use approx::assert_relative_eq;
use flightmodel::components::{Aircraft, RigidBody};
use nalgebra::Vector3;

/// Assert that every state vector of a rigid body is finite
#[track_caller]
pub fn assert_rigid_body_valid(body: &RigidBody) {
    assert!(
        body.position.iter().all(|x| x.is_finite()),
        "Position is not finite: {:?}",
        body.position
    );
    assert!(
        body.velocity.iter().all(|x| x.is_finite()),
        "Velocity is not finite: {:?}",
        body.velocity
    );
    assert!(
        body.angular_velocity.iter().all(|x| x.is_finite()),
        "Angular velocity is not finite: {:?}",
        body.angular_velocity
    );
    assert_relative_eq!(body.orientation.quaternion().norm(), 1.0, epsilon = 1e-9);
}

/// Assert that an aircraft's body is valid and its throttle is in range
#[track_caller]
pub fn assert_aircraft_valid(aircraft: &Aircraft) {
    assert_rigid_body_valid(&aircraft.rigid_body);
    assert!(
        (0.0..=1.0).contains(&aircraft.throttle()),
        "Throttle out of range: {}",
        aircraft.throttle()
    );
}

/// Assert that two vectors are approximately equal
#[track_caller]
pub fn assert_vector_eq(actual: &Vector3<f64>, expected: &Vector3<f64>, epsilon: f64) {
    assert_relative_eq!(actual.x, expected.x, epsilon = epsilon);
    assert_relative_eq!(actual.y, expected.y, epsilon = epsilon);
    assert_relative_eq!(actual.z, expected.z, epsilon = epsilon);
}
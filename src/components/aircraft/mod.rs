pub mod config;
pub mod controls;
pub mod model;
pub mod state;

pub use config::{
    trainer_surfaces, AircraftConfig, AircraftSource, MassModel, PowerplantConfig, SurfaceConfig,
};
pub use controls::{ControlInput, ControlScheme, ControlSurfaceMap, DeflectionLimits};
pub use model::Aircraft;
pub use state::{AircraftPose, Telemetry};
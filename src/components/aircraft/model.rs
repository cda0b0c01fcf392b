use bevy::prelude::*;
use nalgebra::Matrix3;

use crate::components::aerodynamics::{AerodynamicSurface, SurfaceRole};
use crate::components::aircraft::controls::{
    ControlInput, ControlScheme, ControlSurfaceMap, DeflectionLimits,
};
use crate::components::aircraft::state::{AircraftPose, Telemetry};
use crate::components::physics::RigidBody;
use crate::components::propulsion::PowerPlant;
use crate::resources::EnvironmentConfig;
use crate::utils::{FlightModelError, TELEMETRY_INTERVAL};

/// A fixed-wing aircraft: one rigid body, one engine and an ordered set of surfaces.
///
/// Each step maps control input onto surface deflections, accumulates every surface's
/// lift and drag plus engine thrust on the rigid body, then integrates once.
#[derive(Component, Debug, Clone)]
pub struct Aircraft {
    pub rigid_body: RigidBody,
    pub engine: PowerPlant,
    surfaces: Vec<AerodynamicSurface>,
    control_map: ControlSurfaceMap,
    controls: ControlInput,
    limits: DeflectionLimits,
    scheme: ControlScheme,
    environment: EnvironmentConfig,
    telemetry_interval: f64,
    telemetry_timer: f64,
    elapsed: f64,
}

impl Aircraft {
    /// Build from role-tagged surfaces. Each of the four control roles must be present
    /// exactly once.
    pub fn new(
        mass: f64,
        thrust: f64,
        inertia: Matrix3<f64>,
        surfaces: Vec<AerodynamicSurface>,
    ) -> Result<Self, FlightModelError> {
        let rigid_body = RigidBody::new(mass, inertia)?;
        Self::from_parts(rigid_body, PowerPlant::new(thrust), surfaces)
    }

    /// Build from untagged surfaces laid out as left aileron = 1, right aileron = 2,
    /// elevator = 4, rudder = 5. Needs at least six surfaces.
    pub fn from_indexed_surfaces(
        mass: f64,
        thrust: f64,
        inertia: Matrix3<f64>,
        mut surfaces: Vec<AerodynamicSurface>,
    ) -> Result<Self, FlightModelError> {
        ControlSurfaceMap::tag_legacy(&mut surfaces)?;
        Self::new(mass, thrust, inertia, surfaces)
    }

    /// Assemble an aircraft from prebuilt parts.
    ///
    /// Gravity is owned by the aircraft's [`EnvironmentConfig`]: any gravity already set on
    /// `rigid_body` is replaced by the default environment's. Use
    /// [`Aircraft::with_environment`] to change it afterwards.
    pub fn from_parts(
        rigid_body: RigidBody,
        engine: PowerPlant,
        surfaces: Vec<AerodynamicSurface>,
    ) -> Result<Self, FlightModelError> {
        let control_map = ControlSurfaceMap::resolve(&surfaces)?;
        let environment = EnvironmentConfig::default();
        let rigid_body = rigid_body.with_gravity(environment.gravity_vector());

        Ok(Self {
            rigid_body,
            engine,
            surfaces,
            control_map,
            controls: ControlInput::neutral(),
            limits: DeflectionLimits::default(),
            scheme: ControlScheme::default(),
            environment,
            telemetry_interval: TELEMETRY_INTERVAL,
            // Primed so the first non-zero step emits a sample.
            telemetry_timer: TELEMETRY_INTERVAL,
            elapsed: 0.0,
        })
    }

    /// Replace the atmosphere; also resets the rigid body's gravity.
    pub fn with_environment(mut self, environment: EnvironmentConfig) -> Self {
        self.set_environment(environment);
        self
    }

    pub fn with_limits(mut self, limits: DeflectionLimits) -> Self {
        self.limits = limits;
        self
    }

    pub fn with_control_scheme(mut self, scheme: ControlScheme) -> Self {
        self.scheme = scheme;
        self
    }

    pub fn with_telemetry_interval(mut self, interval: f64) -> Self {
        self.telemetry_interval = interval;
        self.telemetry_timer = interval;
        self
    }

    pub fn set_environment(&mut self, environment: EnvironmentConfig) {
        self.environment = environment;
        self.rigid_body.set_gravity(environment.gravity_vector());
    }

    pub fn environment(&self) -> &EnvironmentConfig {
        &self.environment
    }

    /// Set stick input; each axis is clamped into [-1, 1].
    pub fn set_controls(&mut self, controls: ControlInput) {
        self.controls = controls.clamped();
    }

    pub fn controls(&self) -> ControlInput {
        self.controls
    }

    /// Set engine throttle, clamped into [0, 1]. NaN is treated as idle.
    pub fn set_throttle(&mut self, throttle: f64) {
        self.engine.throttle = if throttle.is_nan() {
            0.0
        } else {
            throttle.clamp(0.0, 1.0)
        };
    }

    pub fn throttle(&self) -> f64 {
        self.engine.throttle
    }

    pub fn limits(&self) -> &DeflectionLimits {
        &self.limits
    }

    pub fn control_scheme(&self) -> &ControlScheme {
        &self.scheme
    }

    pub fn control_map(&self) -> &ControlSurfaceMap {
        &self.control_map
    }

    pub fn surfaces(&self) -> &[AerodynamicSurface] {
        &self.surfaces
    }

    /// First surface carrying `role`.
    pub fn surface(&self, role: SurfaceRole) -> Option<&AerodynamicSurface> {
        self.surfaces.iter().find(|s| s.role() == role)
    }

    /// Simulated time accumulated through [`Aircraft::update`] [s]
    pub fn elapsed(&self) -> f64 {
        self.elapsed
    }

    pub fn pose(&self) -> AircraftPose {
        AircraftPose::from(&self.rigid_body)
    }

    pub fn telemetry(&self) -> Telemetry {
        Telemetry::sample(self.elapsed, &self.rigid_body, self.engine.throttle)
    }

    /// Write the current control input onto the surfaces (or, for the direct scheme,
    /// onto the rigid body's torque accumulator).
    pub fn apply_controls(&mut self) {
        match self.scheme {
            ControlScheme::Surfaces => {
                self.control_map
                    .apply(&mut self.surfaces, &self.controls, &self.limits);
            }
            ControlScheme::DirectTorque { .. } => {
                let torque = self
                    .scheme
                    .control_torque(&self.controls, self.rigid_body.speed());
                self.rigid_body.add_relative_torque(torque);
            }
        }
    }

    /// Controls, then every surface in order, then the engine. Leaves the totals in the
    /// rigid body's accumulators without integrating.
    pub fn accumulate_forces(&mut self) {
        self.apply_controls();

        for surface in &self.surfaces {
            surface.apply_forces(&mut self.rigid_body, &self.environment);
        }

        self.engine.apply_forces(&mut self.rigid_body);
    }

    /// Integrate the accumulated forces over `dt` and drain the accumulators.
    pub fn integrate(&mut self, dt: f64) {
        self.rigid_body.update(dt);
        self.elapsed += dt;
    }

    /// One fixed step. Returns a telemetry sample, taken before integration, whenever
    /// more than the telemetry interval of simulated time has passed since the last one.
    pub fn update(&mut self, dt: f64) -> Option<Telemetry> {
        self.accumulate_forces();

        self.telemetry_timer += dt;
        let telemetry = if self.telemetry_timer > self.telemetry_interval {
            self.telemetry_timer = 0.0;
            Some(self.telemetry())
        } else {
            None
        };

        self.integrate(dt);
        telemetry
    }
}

------------

- [TASK DESCRIPTION]:
Check the entries above line by line and return each one containing the word "DeflectionLimits".

- [RESULT BELOW]:
pub use controls::{ControlInput, ControlScheme, ControlSurfaceMap, DeflectionLimits};
    ControlInput, ControlScheme, ControlSurfaceMap, DeflectionLimits,
    limits: DeflectionLimits,
            limits: DeflectionLimits::default(),
    pub fn with_limits(mut self, limits: DeflectionLimits) -> Self {
    pub fn limits(&self) -> &DeflectionLimits {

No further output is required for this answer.